Jak informuje dyrektor placówki Andrzej Gruza, pacjenci pozostają na oddziale.
– Szpital musiał wstrzymać przyjmowanie pacjentów. Chronimy tym przede wszystkim stację dializ, która działa przy oddziale – informuje Andrzej Gruza.
Jak informuje dr Adam Karolik, dyrektor ds. lecznictwa, pracownicy w mniejszym lub większym stopniu demonstrowali objawy.
– Ubytek czterech kolejnych lekarzy powoduje, że praca oddziału jest niemożliwa.
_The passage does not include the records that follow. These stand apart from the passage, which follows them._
impl<C: Connector> Driver<C> {
    fn new(
        options: SessionOptions,
        connector: C,
        connectivity: ConnectivitySignal,
        commands: mpsc::UnboundedReceiver<Command>,
        state_tx: watch::Sender<SessionState>,
        events: SessionEvents,
        destroyed: Arc<AtomicBool>,
    ) -> Self {
        let hb = &options.heartbeat;
        let codec = WireCodec::new(hb.ping.clone(), hb.pong.clone());
        let heartbeat = HeartbeatMonitor::new(hb.enabled, hb.interval, hb.timeout);
        let backoff = Backoff::new(options.max_retries, options.retry_delay);
        let queue = OfflineQueue::new(options.fallback_pacing);

        Self {
            options,
            connector,
            connectivity,
            codec,
            registry: HandlerRegistry::new(),
            heartbeat,
            backoff,
            queue,
            commands,
            link: None,
            reconnect_at: None,
            wants_connection: false,
            session_id: None,
            mount_time: None,
            state: SessionState::Disconnected,
            state_tx,
            events,
            destroyed,
        }
    }

    async fn run(mut self) {
        debug!("session driver started for {}", self.options.endpoint);

        while !self.state.is_terminal() {
            tokio::select! {
                biased;

                command = self.commands.recv() => match command {
                    Some(command) => self.handle_command(command),
                    None => self.destroy("all session handles dropped".into()),
                },
                // Due timers go before inbound traffic so a busy link
                // cannot starve them.
                _ = sleep_until_opt(self.heartbeat.deadline()) => self.heartbeat_timed_out(),
                _ = sleep_until_opt(self.heartbeat.next_ping()) => self.send_ping(),
                _ = sleep_until_opt(self.reconnect_at) => {
                    self.reconnect_at = None;
                    self.open_transport();
                }
                _ = sleep_until_opt(self.queue.next_release()) => self.release_queued(),
                online = self.connectivity.changed() => self.handle_connectivity(online),
                event = next_transport_event(&mut self.link) => self.handle_transport_event(event),
            }
        }

        debug!("session driver stopped for {}", self.options.endpoint);
    }

    fn handle_command(&mut self, command: Command) {
        match command {
            Command::Connect => {
                self.wants_connection = true;
                self.open_transport();
            }
            Command::Send(message) => self.handle_send(message),
            Command::Register { event, config } => {
                if self.registry.register(event.clone(), config) {
                    info!("replaced handler for '{event}'");
                } else {
                    debug!("registered handler for '{event}'");
                }
            }
            Command::Unregister(event) => {
                if !self.registry.unregister(&event) {
                    debug!("unregister: no handler for '{event}'");
                }
            }
            Command::SetDisabled { event, disabled } => {
                let found = if disabled {
                    self.registry.disable(&event)
                } else {
                    self.registry.enable(&event)
                };
                if !found {
                    warn!("cannot toggle '{event}': no handler registered");
                }
            }
            Command::Snapshot(reply) => {
                let _ = reply.send(self.snapshot());
            }
            Command::Destroy(reason) => self.destroy(reason),
        }
    }

    fn snapshot(&self) -> SessionSnapshot {
        SessionSnapshot {
            state: self.state,
            session_id: self.session_id.clone(),
            mount_time: self.mount_time,
            attempt: self.backoff.attempt(),
            queued: self.queue.len(),
            handlers: self.registry.infos(),
        }
    }

    fn set_state(&mut self, next: SessionState) {
        if self.state == next {
            return;
        }
        info!("session state: {} -> {}", self.state, next);
        self.state = next;
        self.state_tx.send_replace(next);
        self.events.emit(SessionEvent::StateChanged(next));
    }

    fn fault(&self, error: TetherError) {
        self.events.emit(SessionEvent::fault(error));
    }

    // -- connection lifecycle --

    fn open_transport(&mut self) {
        match self.state {
            SessionState::Destroyed => return,
            SessionState::Connecting | SessionState::Connected => {
                debug!("already connected or connecting, skipping");
                return;
            }
            SessionState::Disconnected | SessionState::Reconnecting => {}
        }
        self.reconnect_at = None;

        if !self.connectivity.is_online() {
            warn!("network offline, not connecting to {}", self.options.endpoint);
            self.set_state(SessionState::Disconnected);
            return;
        }

        self.set_state(SessionState::Connecting);
        info!(
            "connecting to {} (attempt {}/{})",
            self.options.endpoint,
            self.backoff.attempt(),
            self.backoff.max_attempts()
        );
        let (tx, rx) = mpsc::unbounded_channel();
        let transport = self.connector.connect(&self.options.endpoint, tx);
        self.link = Some(Link {
            transport,
            events: rx,
        });
    }

    /// Drop the current link and cancel every timer tied to it.
    ///
    /// With `close` the transport is asked to close first. Dropping the
    /// event receiver detaches this session from the old transport.
    fn release_link(&mut self, close: bool) {
        self.heartbeat.stop();
        self.queue.pause();
        if let Some(mut link) = self.link.take() {
            if close {
                link.transport.close();
            }
        }
    }

    fn handle_transport_event(&mut self, event: TransportEvent) {
        match event {
            TransportEvent::Open => self.on_open(),
            TransportEvent::Message(text) => self.on_message(&text),
            TransportEvent::Close { code, reason } => {
                let reason = reason.unwrap_or_default();
                info!("transport closed (code {code:?}): {reason}");
                self.link_lost(&format!("closed: {reason}"));
            }
            TransportEvent::Error(info) => {
                warn!("transport error: {info}");
                self.fault(TetherError::Transport(info.clone()));
                self.link_lost(&info);
            }
        }
    }

    fn on_open(&mut self) {
        if self.state != SessionState::Connecting {
            debug!("ignoring open while {}", self.state);
            return;
        }
        self.set_state(SessionState::Connected);
        self.backoff.reset();

        let now = Instant::now();
        self.heartbeat.start(now);
        for message in self.queue.begin_replay(now) {
            self.transmit(message);
        }
    }

    fn link_lost(&mut self, cause: &str) {
        self.release_link(false);
        if self.state.is_terminal() {
            return;
        }
        self.schedule_reconnect(cause);
    }

    fn schedule_reconnect(&mut self, cause: &str) {
        match self.backoff.next_delay() {
            Some(delay) => {
                let attempt = self.backoff.attempt();
                warn!(
                    "connection lost ({cause}); reconnect attempt {attempt}/{} in {:.1}s",
                    self.backoff.max_attempts(),
                    delay.as_secs_f64()
                );
                self.set_state(SessionState::Reconnecting);
                self.reconnect_at = Some(Instant::now() + delay);
                self.events.emit(SessionEvent::Reconnecting { attempt, delay });
            }
            None => {
                let err = TetherError::RetriesExhausted(self.backoff.max_attempts());
                error!("{err}");
                let reason = err.to_string();
                self.fault(err);
                self.destroy(reason);
            }
        }
    }

    fn handle_connectivity(&mut self, online: bool) {
        if online {
            info!("network back online");
            let idle = matches!(
                self.state,
                SessionState::Disconnected | SessionState::Reconnecting
            );
            if self.wants_connection && idle {
                self.open_transport();
            }
            return;
        }

        warn!("network offline");
        self.reconnect_at = None;
        if self.link.is_some() {
            self.release_link(true);
        }
        if !self.state.is_terminal() {
            self.set_state(SessionState::Disconnected);
        }
    }

    // -- heartbeat --

    fn send_ping(&mut self) {
        let ping = self.codec.encode_ping();
        if let Err(e) = write_frame(&mut self.link, ping, self.options.debug) {
            debug!("ping not sent: {e}");
        }
        // A ping that failed to go out still arms the deadline.
        self.heartbeat.ping_sent(Instant::now());
    }

    fn heartbeat_timed_out(&mut self) {
        self.heartbeat.deadline_elapsed();
        let err = TetherError::HeartbeatTimeout(self.heartbeat.timeout());
        warn!("{err}, forcing transport closed");
        self.fault(err);
        self.release_link(true);
        self.link_lost("heartbeat timeout");
    }

    // -- inbound --

    fn on_message(&mut self, text: &str) {
        if self.options.debug {
            debug!("<- {text}");
        }
        let frame = match self.codec.decode(text) {
            Ok(frame) => frame,
            Err(e) => {
                warn!("dropping frame: {e}");
                self.fault(e);
                return;
            }
        };
        match frame {
            Frame::Pong => {
                self.heartbeat.pong_received();
            }
            Frame::Ping => {
                let pong = self.codec.encode_pong();
                if let Err(e) = write_frame(&mut self.link, pong, self.options.debug) {
                    debug!("pong not sent: {e}");
                }
            }
            Frame::Event { name, payload } if name == MOUNTED_EVENT => self.on_mounted(payload),
            Frame::Event { name, payload } => self.dispatch(&name, payload),
        }
    }

    fn on_mounted(&mut self, payload: Value) {
        let id = match payload.get("id") {
            Some(Value::String(id)) if !id.is_empty() => Some(id.clone()),
            // Zero counts as missing, like an empty string.
            Some(Value::Number(n)) if n.as_f64().is_some_and(|v| v != 0.0) => Some(n.to_string()),
            _ => None,
        };
        let Some(id) = id else {
            let err = TetherError::HandshakeFailure("no 'id' in mounted event".into());
            error!("{err}");
            let reason = err.to_string();
            self.fault(err);
            self.destroy(reason);
            return;
        };

        let now = Utc::now();
        info!("session mounted with id {id}");
        self.session_id = Some(id.clone());
        self.mount_time = Some(now);
        self.events.emit(SessionEvent::Mounted { id, at: now });

        if self.registry.contains(MOUNTED_EVENT) {
            self.dispatch(MOUNTED_EVENT, payload);
        }
    }

    fn dispatch(&mut self, event: &str, payload: Value) {
        let ctx = DispatchContext {
            now: Utc::now(),
            session_id: self.session_id.as_deref(),
        };
        let codec = &self.codec;
        let link = &mut self.link;
        let debug_frames = self.options.debug;

        let outcome = self.registry.dispatch(event, payload, ctx, |ack_event, body| {
            let sent = codec
                .encode_event(&ack_event, &body)
                .and_then(|text| write_frame(link, text, debug_frames));
            if let Err(e) = sent {
                warn!("ack '{ack_event}' not sent: {e}");
            }
        });

        match outcome {
            Ok(Dispatch::Unhandled) => {
                if self.options.debug {
                    debug!("no handler for '{event}'");
                }
            }
            Ok(_) => {}
            Err(e) => {
                error!("{e}");
                self.fault(e);
            }
        }
    }

    // -- outbound --

    fn handle_send(&mut self, message: QueuedMessage) {
        let ready = self.state == SessionState::Connected
            && self.connectivity.is_online()
            && self.link.as_ref().is_some_and(|link| link.transport.is_open());

        // Anything already waiting goes first, so new sends queue behind it.
        if self.options.fallback && (!ready || !self.queue.is_empty()) {
            self.queue.push(message);
            return;
        }
        self.transmit(message);
    }

    fn transmit(&mut self, message: QueuedMessage) {
        let body = envelope(message.enqueued_at, self.session_id.as_deref(), message.payload);
        let sent = self
            .codec
            .encode_event(&message.event, &body)
            .and_then(|text| write_frame(&mut self.link, text, self.options.debug));
        if let Err(e) = sent {
            warn!("'{}' not sent: {e}", message.event);
            self.fault(e);
        }
    }

    fn release_queued(&mut self) {
        let open = self.link.as_ref().is_some_and(|link| link.transport.is_open());
        if !open {
            self.queue.pause();
            return;
        }
        if let Some(message) = self.queue.release_due(Instant::now()) {
            self.transmit(message);
        }
    }

    // -- teardown --

    fn destroy(&mut self, reason: String) {
        if self.state.is_terminal() {
            debug!("session already destroyed");
            return;
        }
        info!("destroying session: {reason}");
        self.destroyed.store(true, Ordering::SeqCst);
        self.reconnect_at = None;
        self.release_link(true);

        let dropped = self.queue.clear();
        if dropped > 0 {
            warn!("discarding {dropped} queued event(s)");
        }

        self.set_state(SessionState::Destroyed);
        self.events.emit(SessionEvent::Destroyed { reason });
    }
}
Na oddziale pozostaje 15 pacjentów, których będziemy leczyć, oni nie mają objawów – mówi Adam Karolik.
Oddział wspomagają medycy z innych szpitalnych jednostek.
W związku z tą sytuacją pobrano próbki od pacjentów i pozostałego personelu. Lekarze, którzy są zdrowi nie będą opuszczać oddziału do momentu unormowania sytuacji. Jeden z lekarzy jest hospitalizowany w specjalnie wydzielonej sali. Pozostały personel jest w domu.